-- Opening Marker --

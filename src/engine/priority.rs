// * Priority Scorer
// * Combines normalized page metrics into one weighted priority score per page

use serde::Serialize;
use std::cmp::Ordering;
use tracing::debug;

use crate::config::PriorityWeights;
use crate::engine::normalization::{median, normalize_metric, MetricKind};
use crate::persistence::schema::{Page, PageSet};

/// Page with sanitized metrics and its computed priority
#[derive(Debug, Clone, PartialEq, Serialize)]
pub struct ScoredPage {
    pub page: Page,
    pub norm_impressions: f64,
    pub norm_position: f64,
    pub norm_link_score: f64,
    pub norm_depth: f64,
    pub priority_score: f64,
    pub has_potential: bool,
}

impl ScoredPage {
    pub fn address(&self) -> &str {
        &self.page.address
    }
}

/// Pages sorted by priority score, highest first
#[derive(Debug, Clone, Default, PartialEq)]
pub struct PriorityTable {
    rows: Vec<ScoredPage>,
    link_score_median: Option<f64>,
}

impl PriorityTable {
    pub fn rows(&self) -> &[ScoredPage] {
        &self.rows
    }

    pub fn len(&self) -> usize {
        self.rows.len()
    }

    pub fn is_empty(&self) -> bool {
        self.rows.is_empty()
    }

    pub fn iter(&self) -> std::slice::Iter<'_, ScoredPage> {
        self.rows.iter()
    }

    /// Highest-priority `n` pages
    pub fn top(&self, n: usize) -> &[ScoredPage] {
        &self.rows[..n.min(self.rows.len())]
    }

    /// Dataset-wide median of sanitized link scores
    pub fn link_score_median(&self) -> Option<f64> {
        self.link_score_median
    }

    pub fn get(&self, address: &str) -> Option<&ScoredPage> {
        self.rows.iter().find(|row| row.address() == address)
    }
}

/// Scorer holding the priority weights and the potential-flag position cutoff
#[derive(Debug, Clone)]
pub struct PriorityScorer {
    weights: PriorityWeights,
    position_threshold: f64,
}

impl PriorityScorer {
    pub fn new(weights: PriorityWeights, position_threshold: f64) -> Self {
        Self {
            weights,
            position_threshold,
        }
    }

    /// Scores every page and returns them sorted by priority, stable on ties
    pub fn score(&self, pages: &PageSet) -> PriorityTable {
        let sanitized: Vec<Page> = pages.iter().map(sanitize_page).collect();

        let column = |f: fn(&Page) -> f64| sanitized.iter().map(f).collect::<Vec<f64>>();
        let impressions = column(|p| p.impressions);
        let positions = column(|p| p.position);
        let link_scores = column(|p| p.link_score);
        let depths = column(|p| p.crawl_depth);

        let norm_impressions = normalize_metric(MetricKind::Impressions, &impressions);
        let norm_position = normalize_metric(MetricKind::Position, &positions);
        let norm_link_score = normalize_metric(MetricKind::LinkScore, &link_scores);
        let norm_depth = normalize_metric(MetricKind::CrawlDepth, &depths);

        let impressions_median = median(&impressions);
        let link_score_median = median(&link_scores);

        let mut rows: Vec<ScoredPage> = sanitized
            .into_iter()
            .enumerate()
            .map(|(i, page)| {
                let score = self.weights.impressions * norm_impressions[i]
                    + self.weights.position * norm_position[i]
                    + self.weights.link_score * norm_link_score[i]
                    + self.weights.depth * norm_depth[i];
                let has_potential =
                    self.has_potential(&page, impressions_median, link_score_median);

                ScoredPage {
                    page,
                    norm_impressions: norm_impressions[i],
                    norm_position: norm_position[i],
                    norm_link_score: norm_link_score[i],
                    norm_depth: norm_depth[i],
                    priority_score: if score.is_nan() { 0.0 } else { score },
                    has_potential,
                }
            })
            .collect();

        // * sort_by is stable: equal scores keep input order
        rows.sort_by(|a, b| {
            b.priority_score
                .partial_cmp(&a.priority_score)
                .unwrap_or(Ordering::Equal)
        });

        debug!(
            pages = rows.len(),
            link_score_median = ?link_score_median,
            with_potential = rows.iter().filter(|r| r.has_potential).count(),
            "Priority scores computed"
        );

        PriorityTable {
            rows,
            link_score_median,
        }
    }

    // * Search demand but weak ranking and weak internal support
    fn has_potential(
        &self,
        page: &Page,
        impressions_median: Option<f64>,
        link_score_median: Option<f64>,
    ) -> bool {
        match (impressions_median, link_score_median) {
            (Some(impressions), Some(link_score)) => {
                page.impressions > impressions
                    && page.position > self.position_threshold
                    && page.link_score < link_score
            }
            _ => false,
        }
    }
}

/// Copy of the page with every metric filled and clipped
pub fn sanitize_page(page: &Page) -> Page {
    Page {
        address: page.address.clone(),
        impressions: MetricKind::Impressions.sanitize(page.impressions),
        clicks: MetricKind::Clicks.sanitize(page.clicks),
        position: MetricKind::Position.sanitize(page.position),
        link_score: MetricKind::LinkScore.sanitize(page.link_score),
        crawl_depth: MetricKind::CrawlDepth.sanitize(page.crawl_depth),
        unique_inlinks: MetricKind::UniqueInlinks.sanitize(page.unique_inlinks),
        title: page.title.clone(),
        h1: page.h1.clone(),
    }
}
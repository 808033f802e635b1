use anyhow::{Context, Result};
use clap::{Parser, ValueEnum};
use std::path::PathBuf;

use interlink::engine::Analyzer;
use interlink::ops::telemetry;
use interlink::persistence::{export_report, DatasetLoader};
use interlink::EngineConfig;

#[derive(Debug, Clone, Copy, ValueEnum)]
enum LogFormat {
    Json,
    Pretty,
}

#[derive(Parser, Debug)]
#[command(
    name = "interlink",
    about = "Scores pages for internal-link priority and proposes source -> target links"
)]
struct Cli {
    /// Crawl export (CSV)
    #[arg(long)]
    crawl: PathBuf,

    /// Search performance export (CSV)
    #[arg(long)]
    gsc: Option<PathBuf>,

    /// Existing internal links export (CSV)
    #[arg(long)]
    inlinks: Option<PathBuf>,

    /// Engine configuration overrides (JSON)
    #[arg(long)]
    config: Option<PathBuf>,

    /// Directory receiving priority.csv, opportunities.csv and statistics.json
    #[arg(long, default_value = "interlink-report")]
    out_dir: PathBuf,

    #[arg(long)]
    top_n: Option<usize>,

    #[arg(long)]
    top_k: Option<usize>,

    #[arg(long)]
    min_similarity: Option<f64>,

    #[arg(long, value_enum, default_value_t = LogFormat::Json)]
    log_format: LogFormat,

    /// Write Prometheus metrics to this file after the run
    #[arg(long)]
    metrics_out: Option<PathBuf>,
}

impl Cli {
    fn engine_config(&self) -> Result<EngineConfig> {
        let mut config = match &self.config {
            Some(path) => EngineConfig::from_json_file(path)
                .with_context(|| format!("loading config {}", path.display()))?,
            None => EngineConfig::default(),
        };
        if let Some(n) = self.top_n {
            config.top_n_targets = n;
        }
        if let Some(k) = self.top_k {
            config.top_k_per_target = k;
        }
        if let Some(s) = self.min_similarity {
            config.min_similarity = s;
        }
        Ok(config)
    }
}

fn main() -> Result<()> {
    let cli = Cli::parse();

    match cli.log_format {
        LogFormat::Json => telemetry::init_tracing(),
        LogFormat::Pretty => telemetry::init_tracing_pretty(),
    }

    let config = cli.engine_config()?;
    let input = DatasetLoader::new()
        .crawl(&cli.crawl)
        .search(cli.gsc.as_ref())
        .inlinks(cli.inlinks.as_ref())
        .normalize_addresses(config.normalize_addresses)
        .load()
        .context("loading input tables")?;

    let analyzer = Analyzer::new(input, config).context("invalid engine configuration")?;
    let report = analyzer.run()?;

    let written = export_report(&cli.out_dir, &report)
        .with_context(|| format!("writing report to {}", cli.out_dir.display()))?;
    for path in &written {
        tracing::info!(path = %path.display(), "Wrote report file");
    }

    if let Some(path) = &cli.metrics_out {
        std::fs::write(path, telemetry::get_metrics_string())
            .with_context(|| format!("writing metrics to {}", path.display()))?;
    }

    Ok(())
}
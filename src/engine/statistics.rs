// * Statistics Aggregator
// * Dataset-wide summary figures for the report

use serde::Serialize;

use crate::engine::priority::sanitize_page;
use crate::persistence::schema::{EdgeSet, PageSet};

/// Summary of the analyzed site
#[derive(Debug, Clone, PartialEq, Serialize)]
pub struct Statistics {
    pub total_pages: usize,
    pub avg_link_score: f64,
    pub avg_depth: f64,
    pub avg_inlinks: f64,
    /// Pages with at least one impression
    pub pages_with_gsc: usize,
    pub total_impressions: f64,
    pub total_clicks: f64,
    /// Raw edge rows; absent when no edge table was supplied
    #[serde(skip_serializing_if = "Option::is_none")]
    pub total_internal_links: Option<usize>,
}

/// Computes statistics over sanitized metrics; means are 0 for an empty set
pub fn compute_statistics(pages: &PageSet, edges: Option<&EdgeSet>) -> Statistics {
    let sanitized: Vec<_> = pages.iter().map(sanitize_page).collect();
    let total = sanitized.len();

    let mean = |sum: f64| if total == 0 { 0.0 } else { sum / total as f64 };

    Statistics {
        total_pages: total,
        avg_link_score: mean(sanitized.iter().map(|p| p.link_score).sum()),
        avg_depth: mean(sanitized.iter().map(|p| p.crawl_depth).sum()),
        avg_inlinks: mean(sanitized.iter().map(|p| p.unique_inlinks).sum()),
        pages_with_gsc: sanitized.iter().filter(|p| p.impressions > 0.0).count(),
        total_impressions: sanitized.iter().map(|p| p.impressions).sum(),
        total_clicks: sanitized.iter().map(|p| p.clicks).sum(),
        total_internal_links: edges.map(EdgeSet::len),
    }
}

#[cfg(test)]
mod tests {
    use super::*;
    use crate::persistence::schema::{LinkEdge, Page};

    #[test]
    fn test_empty_set_has_zero_means() {
        let stats = compute_statistics(&PageSet::default(), None);
        assert_eq!(stats.total_pages, 0);
        assert_eq!(stats.avg_link_score, 0.0);
        assert_eq!(stats.avg_depth, 0.0);
        assert_eq!(stats.total_internal_links, None);
    }

    #[test]
    fn test_aggregates() {
        let pages = PageSet::new(vec![
            Page::new("/a")
                .with_link_score(20.0)
                .with_crawl_depth(1.0)
                .with_impressions(100.0)
                .with_clicks(4.0),
            Page::new("/b")
                .with_link_score(40.0)
                .with_crawl_depth(3.0)
                .with_unique_inlinks(6.0),
        ])
        .unwrap();
        let edges = EdgeSet::new(vec![
            LinkEdge::new("/a", "/b"),
            LinkEdge::new("/a", "/b"),
        ])
        .unwrap();

        let stats = compute_statistics(&pages, Some(&edges));
        assert_eq!(stats.total_pages, 2);
        assert_eq!(stats.avg_link_score, 30.0);
        assert_eq!(stats.avg_depth, 2.0);
        assert_eq!(stats.avg_inlinks, 3.0);
        assert_eq!(stats.pages_with_gsc, 1);
        assert_eq!(stats.total_impressions, 100.0);
        assert_eq!(stats.total_clicks, 4.0);
        assert_eq!(stats.total_internal_links, Some(2));
    }

    #[test]
    fn test_missing_values_use_defaults() {
        let pages = PageSet::new(vec![Page::new("/a").with_impressions(f64::NAN)]).unwrap();
        let stats = compute_statistics(&pages, None);
        assert_eq!(stats.total_impressions, 0.0);
        assert_eq!(stats.pages_with_gsc, 0);
    }
}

-- Closing Marker --

TASK ITEM:
Reproduce, character for character, only the lines of the preceding data that start at the line with "repository 808033f802e635b1" and end at the line with "Some(path) => EngineConfig::from_json_file(path)", both included.

ANSWER FOR THE TASK:
repository 808033f802e635b1
use anyhow::{Context, Result};
use clap::{Parser, ValueEnum};
use std::path::PathBuf;

use interlink::engine::Analyzer;
use interlink::ops::telemetry;
use interlink::persistence::{export_report, DatasetLoader};
use interlink::EngineConfig;

#[derive(Debug, Clone, Copy, ValueEnum)]
enum LogFormat {
    Json,
    Pretty,
}

#[derive(Parser, Debug)]
#[command(
    name = "interlink",
    about = "Scores pages for internal-link priority and proposes source -> target links"
)]
struct Cli {
    /// Crawl export (CSV)
    #[arg(long)]
    crawl: PathBuf,

    /// Search performance export (CSV)
    #[arg(long)]
    gsc: Option<PathBuf>,

    /// Existing internal links export (CSV)
    #[arg(long)]
    inlinks: Option<PathBuf>,

    /// Engine configuration overrides (JSON)
    #[arg(long)]
    config: Option<PathBuf>,

    /// Directory receiving priority.csv, opportunities.csv and statistics.json
    #[arg(long, default_value = "interlink-report")]
    out_dir: PathBuf,

    #[arg(long)]
    top_n: Option<usize>,

    #[arg(long)]
    top_k: Option<usize>,

    #[arg(long)]
    min_similarity: Option<f64>,

    #[arg(long, value_enum, default_value_t = LogFormat::Json)]
    log_format: LogFormat,

    /// Write Prometheus metrics to this file after the run
    #[arg(long)]
    metrics_out: Option<PathBuf>,
}

impl Cli {
    fn engine_config(&self) -> Result<EngineConfig> {
        let mut config = match &self.config {
            Some(path) => EngineConfig::from_json_file(path)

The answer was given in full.